• _Task instructions_: If a line in the entries below contains "pool", copy it.

BEGIN Record excerpts

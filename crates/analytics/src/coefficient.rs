use core_types::{BAND_COUNT, TimeBandRecord};
use rust_decimal::Decimal;
use rust_decimal_macros::dec;

/// Coefficient of the most-visited band.
pub const MIN_COEFFICIENT: Decimal = dec!(1.0);
/// Coefficient of the least-visited (nonzero) band.
pub const MAX_COEFFICIENT: Decimal = dec!(1.6);

/// Derives per-band rarity coefficients from day counts.
///
/// Always a full recompute from `band_counts`; the previous coefficients are
/// never read.
#[derive(Debug, Default, Clone, Copy)]
pub struct CoefficientCalculator;

impl CoefficientCalculator {
    pub fn new() -> Self {
        Self
    }

    /// Linear map of each nonzero band's days onto `[1.0, 1.6]`, rarest band
    /// highest. Empty bands, and every band when all nonzero counts tie, get 1.0.
    pub fn compute(&self, counts: &[u32; BAND_COUNT]) -> [Decimal; BAND_COUNT] {
        let mut coefficients = [MIN_COEFFICIENT; BAND_COUNT];

        let visited = || counts.iter().copied().filter(|&days| days > 0);
        let (Some(min_days), Some(max_days)) = (visited().min(), visited().max()) else {
            return coefficients;
        };
        if min_days == max_days {
            return coefficients;
        }

        let spread = MAX_COEFFICIENT - MIN_COEFFICIENT;
        let range = Decimal::from(max_days - min_days);
        for (coefficient, &days) in coefficients.iter_mut().zip(counts) {
            if days > 0 {
                *coefficient = MAX_COEFFICIENT - Decimal::from(days - min_days) * spread / range;
            }
        }
        coefficients
    }

    /// Recomputes `record.band_coefficients`. Returns true if any value changed.
    pub fn apply(&self, record: &mut TimeBandRecord) -> bool {
        let fresh = self.compute(&record.band_counts);
        let changed = fresh != record.band_coefficients;
        record.band_coefficients = fresh;
        changed
    }
}

#[cfg(test)]
mod tests {
    use super::*;
    use chrono::NaiveDate;

    const HISTORY: [u32; BAND_COUNT] = [60, 200, 261, 321, 401, 441, 261, 140, 80, 40];

    #[test]
    fn most_and_least_visited_bands_hit_the_bounds() {
        let coefficients = CoefficientCalculator::new().compute(&HISTORY);
        assert_eq!(coefficients[5], dec!(1.0));
        assert_eq!(coefficients[9], dec!(1.6));
    }

    #[test]
    fn intermediate_band_is_linear_in_days() {
        let coefficients = CoefficientCalculator::new().compute(&HISTORY);
        // 1.6 - (140 - 40) * 0.6 / (441 - 40)
        let expected = dec!(1.6) - dec!(100) * dec!(0.6) / dec!(401);
        assert_eq!(coefficients[7], expected);
        assert!((coefficients[7] - dec!(1.450)).abs() < dec!(0.001));
    }

    #[test]
    fn every_coefficient_is_within_bounds() {
        let coefficients = CoefficientCalculator::new().compute(&HISTORY);
        for c in coefficients {
            assert!(c >= MIN_COEFFICIENT && c <= MAX_COEFFICIENT, "{c} out of bounds");
        }
    }

    #[test]
    fn rarer_bands_never_score_lower() {
        let coefficients = CoefficientCalculator::new().compute(&HISTORY);
        for a in 0..BAND_COUNT {
            for b in 0..BAND_COUNT {
                if HISTORY[a] < HISTORY[b] {
                    assert!(coefficients[a] >= coefficients[b]);
                }
            }
        }
    }

    #[test]
    fn empty_bands_default_to_one() {
        let counts = [0, 0, 10, 0, 30, 0, 0, 0, 0, 0];
        let coefficients = CoefficientCalculator::new().compute(&counts);
        assert_eq!(coefficients[0], dec!(1.0));
        assert_eq!(coefficients[2], dec!(1.6));
        assert_eq!(coefficients[4], dec!(1.0));
        assert_eq!(coefficients[9], dec!(1.0));
    }

    #[test]
    fn tied_counts_are_all_one() {
        let counts = [0, 7, 7, 0, 7, 0, 0, 0, 0, 7];
        let coefficients = CoefficientCalculator::new().compute(&counts);
        assert!(coefficients.iter().all(|c| *c == dec!(1.0)));

        let coefficients = CoefficientCalculator::new().compute(&[0; BAND_COUNT]);
        assert!(coefficients.iter().all(|c| *c == dec!(1.0)));
    }

    #[test]
    fn apply_reports_changes() {
        let calculator = CoefficientCalculator::new();
        let mut record =
            TimeBandRecord::new("BTCUSDT", NaiveDate::from_ymd_opt(2024, 1, 1).unwrap());
        record.band_counts = HISTORY;

        assert!(calculator.apply(&mut record));
        assert!(!calculator.apply(&mut record));
        assert_eq!(record.band_coefficients[9], dec!(1.6));
    }
}
use database::DbRepository;
use engine::RiskService;
use std::net::SocketAddr;
use std::sync::Arc;

// Entry point for `cargo run -p web-server`: serves the query API alone,
// without the daily updater.
#[tokio::main]
async fn main() -> anyhow::Result<()> {
    dotenvy::dotenv().ok();
    let config = configuration::load_config()?;
    let _guard = configuration::init_tracing(&config.logging)?;

    let pool = database::connect().await?;
    database::run_migrations(&pool).await?;
    let service = RiskService::new(Arc::new(DbRepository::new(pool)));

    let addr: SocketAddr = format!("{}:{}", config.server.host, config.server.port).parse()?;
    web_server::run_server(addr, service).await
}
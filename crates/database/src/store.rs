use crate::DbError;
use async_trait::async_trait;
use chrono::NaiveDate;
use core_types::{BAND_COUNT, DailyTick, GridPoint, SignalReport, TickOutcome, TimeBandRecord};
use rust_decimal::Decimal;

/// Everything the engine persists, behind one async seam.
///
/// `DbRepository` is the production implementation. `MemoryRepository`
/// keeps the same contract in process for tests and dry runs.
#[async_trait]
pub trait RiskRepository: Send + Sync {
    /// Symbols with a band record, sorted.
    async fn tracked_symbols(&self) -> Result<Vec<String>, DbError>;

    /// Creates an empty band record for `symbol` unless one exists.
    /// Returns true when a record was created.
    async fn ensure_tracked(&self, symbol: &str, started_on: NaiveDate) -> Result<bool, DbError>;

    /// Every stored grid point, ordered by symbol then risk.
    async fn load_grid_points(&self) -> Result<Vec<GridPoint>, DbError>;

    /// Grid points of one symbol, ordered by risk. Empty if none are stored.
    async fn load_grid(&self, symbol: &str) -> Result<Vec<GridPoint>, DbError>;

    /// Replaces a symbol's whole grid atomically. Callers validate first.
    async fn replace_grid(&self, symbol: &str, points: &[GridPoint]) -> Result<(), DbError>;

    async fn get_band_record(&self, symbol: &str) -> Result<Option<TimeBandRecord>, DbError>;

    async fn list_band_records(&self) -> Result<Vec<TimeBandRecord>, DbError>;

    /// Overwrites the counters and coefficients of an existing record.
    async fn save_band_counts(&self, record: &TimeBandRecord) -> Result<(), DbError>;

    /// Applies one daily tick atomically.
    ///
    /// The `(symbol, date)` pair is the idempotency key: the first tick for a
    /// date counts the day, later ones only refresh the current-state fields.
    /// Fails with `UnknownSymbol` if the symbol has no band record.
    async fn record_daily_tick(&self, tick: &DailyTick) -> Result<TickOutcome, DbError>;

    async fn save_coefficients(
        &self,
        symbol: &str,
        coefficients: &[Decimal; BAND_COUNT],
    ) -> Result<(), DbError>;

    /// Stores the latest score of a symbol, replacing the previous one.
    async fn save_score(&self, report: &SignalReport) -> Result<(), DbError>;

    async fn get_score(&self, symbol: &str) -> Result<Option<SignalReport>, DbError>;
}
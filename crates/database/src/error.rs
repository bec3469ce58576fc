use thiserror::Error;

#[derive(Error, Debug)]
pub enum DbError {
    #[error("Failed to load environment variables for database connection: {0}")]
    ConnectionConfigError(String),

    #[error("Database query failed: {0}")]
    QueryError(#[from] sqlx::Error),

    #[error("Database migration failed: {0}")]
    MigrationError(#[from] sqlx::migrate::MigrateError),

    #[error("An error occurred during JSON serialization/deserialization: {0}")]
    JsonError(#[from] serde_json::Error),

    #[error("Symbol {0} is not tracked")]
    UnknownSymbol(String),

    #[error("Stored data is invalid: {0}")]
    InvalidData(String),
}
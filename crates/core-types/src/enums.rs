use crate::error::CoreError;
use serde::{Deserialize, Serialize};
use std::fmt;
use std::str::FromStr;

/// Direction of the opportunity implied by the current risk zone.
#[derive(Debug, Clone, Copy, PartialEq, Eq, Hash, Serialize, Deserialize)]
#[serde(rename_all = "SCREAMING_SNAKE_CASE")]
pub enum SignalType {
    Long,
    Short,
    Neutral,
}

impl SignalType {
    pub fn as_str(&self) -> &'static str {
        match self {
            SignalType::Long => "LONG",
            SignalType::Short => "SHORT",
            SignalType::Neutral => "NEUTRAL",
        }
    }
}

impl fmt::Display for SignalType {
    fn fmt(&self, f: &mut fmt::Formatter<'_>) -> fmt::Result {
        f.write_str(self.as_str())
    }
}

impl FromStr for SignalType {
    type Err = CoreError;

    fn from_str(s: &str) -> Result<Self, Self::Err> {
        match s.to_ascii_uppercase().as_str() {
            "LONG" => Ok(SignalType::Long),
            "SHORT" => Ok(SignalType::Short),
            "NEUTRAL" => Ok(SignalType::Neutral),
            other => Err(CoreError::UnknownVariant {
                kind: "signal type",
                value: other.to_string(),
            }),
        }
    }
}

/// Strength bucket of a total score. Ordered from weakest to strongest.
#[derive(Debug, Clone, Copy, PartialEq, Eq, PartialOrd, Ord, Hash, Serialize, Deserialize)]
#[serde(rename_all = "SCREAMING_SNAKE_CASE")]
pub enum SignalStrength {
    Weak,
    Moderate,
    Strong,
    Strongest,
}

impl SignalStrength {
    pub fn as_str(&self) -> &'static str {
        match self {
            SignalStrength::Weak => "WEAK",
            SignalStrength::Moderate => "MODERATE",
            SignalStrength::Strong => "STRONG",
            SignalStrength::Strongest => "STRONGEST",
        }
    }

    /// True for the buckets a trader would act on without waiting.
    pub fn is_actionable(&self) -> bool {
        matches!(self, SignalStrength::Strong | SignalStrength::Strongest)
    }
}

impl fmt::Display for SignalStrength {
    fn fmt(&self, f: &mut fmt::Formatter<'_>) -> fmt::Result {
        f.write_str(self.as_str())
    }
}

impl FromStr for SignalStrength {
    type Err = CoreError;

    fn from_str(s: &str) -> Result<Self, Self::Err> {
        match s.to_ascii_uppercase().as_str() {
            "WEAK" => Ok(SignalStrength::Weak),
            "MODERATE" => Ok(SignalStrength::Moderate),
            "STRONG" => Ok(SignalStrength::Strong),
            "STRONGEST" => Ok(SignalStrength::Strongest),
            other => Err(CoreError::UnknownVariant {
                kind: "signal strength",
                value: other.to_string(),
            }),
        }
    }
}

/// Result of applying one daily tick to a band record.
#[derive(Debug, Clone, Copy, PartialEq, Eq, Serialize, Deserialize)]
pub enum TickOutcome {
    /// First tick for this date: the band counter was incremented.
    Counted,
    /// The date was already recorded: only the current-state fields changed.
    Refreshed,
}
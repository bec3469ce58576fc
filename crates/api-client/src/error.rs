use thiserror::Error;

#[derive(Error, Debug)]
pub enum ApiError {
    #[error("The HTTP request failed: {0}")]
    Request(#[from] reqwest::Error),

    #[error("Binance returned error {0}: {1}")]
    BinanceError(i64, String),

    #[error("The API request returned status {0}: {1}")]
    Status(u16, String),

    #[error("Failed to deserialize the API response: {0}")]
    Deserialization(String),

    #[error("Invalid data format from API: {0}")]
    InvalidData(String),
}
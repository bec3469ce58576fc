use crate::updater::DailyUpdater;
use chrono::{DateTime, Days, NaiveTime, Utc};

/// The first instant strictly after `now` whose UTC time of day is `at`.
pub fn next_run_after(now: DateTime<Utc>, at: NaiveTime) -> DateTime<Utc> {
    let today = now.date_naive().and_time(at).and_utc();
    if today > now {
        today
    } else {
        today
            .checked_add_days(Days::new(1))
            .unwrap_or(DateTime::<Utc>::MAX_UTC)
    }
}

/// Runs the daily update at `at` (UTC) every day. Never returns.
///
/// A failed run is logged and retried at the next scheduled time; re-running
/// the same date later is safe.
pub async fn run_daily(updater: &DailyUpdater, at: NaiveTime) {
    loop {
        let now = Utc::now();
        let next = next_run_after(now, at);
        let wait = (next - now).to_std().unwrap_or_default();
        tracing::info!(next_run = %next, "Waiting for next daily update");

        tokio::time::sleep(wait).await;

        match updater.run(next.date_naive()).await {
            Ok(summary) => tracing::info!(
                run_id = %summary.run_id,
                counted = summary.counted.len(),
                skipped = summary.skipped.len(),
                "Scheduled run complete"
            ),
            Err(e) => tracing::error!(error = %e, "Scheduled run failed"),
        }
    }
}
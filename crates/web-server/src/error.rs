use axum::{
    Json,
    http::StatusCode,
    response::{IntoResponse, Response},
};
use engine::EngineError;
use serde_json::json;
use thiserror::Error;

#[derive(Error, Debug)]
pub enum AppError {
    #[error(transparent)]
    Engine(#[from] EngineError),
    #[error("Bad request: {0}")]
    BadRequest(String),
}

/// Converts our custom `AppError` into an HTTP response.
impl IntoResponse for AppError {
    fn into_response(self) -> Response {
        let (status, error_message) = match self {
            AppError::BadRequest(message) => (StatusCode::BAD_REQUEST, message),
            AppError::Engine(EngineError::InvalidInput(message)) => {
                (StatusCode::BAD_REQUEST, message)
            }
            AppError::Engine(e) if e.is_not_found() => (StatusCode::NOT_FOUND, e.to_string()),
            AppError::Engine(EngineError::Analytics(e)) => (StatusCode::NOT_FOUND, e.to_string()),
            AppError::Engine(e) => {
                tracing::error!(error = ?e, "Request failed.");
                (
                    StatusCode::INTERNAL_SERVER_ERROR,
                    "An internal error occurred".to_string(),
                )
            }
        };

        let body = Json(json!({ "error": error_message }));
        (status, body).into_response()
    }
}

END Record excerpts

• _Finished exercise_:
    let pool = database::connect().await?;
    database::run_migrations(&pool).await?;
    let service = RiskService::new(Arc::new(DbRepository::new(pool)));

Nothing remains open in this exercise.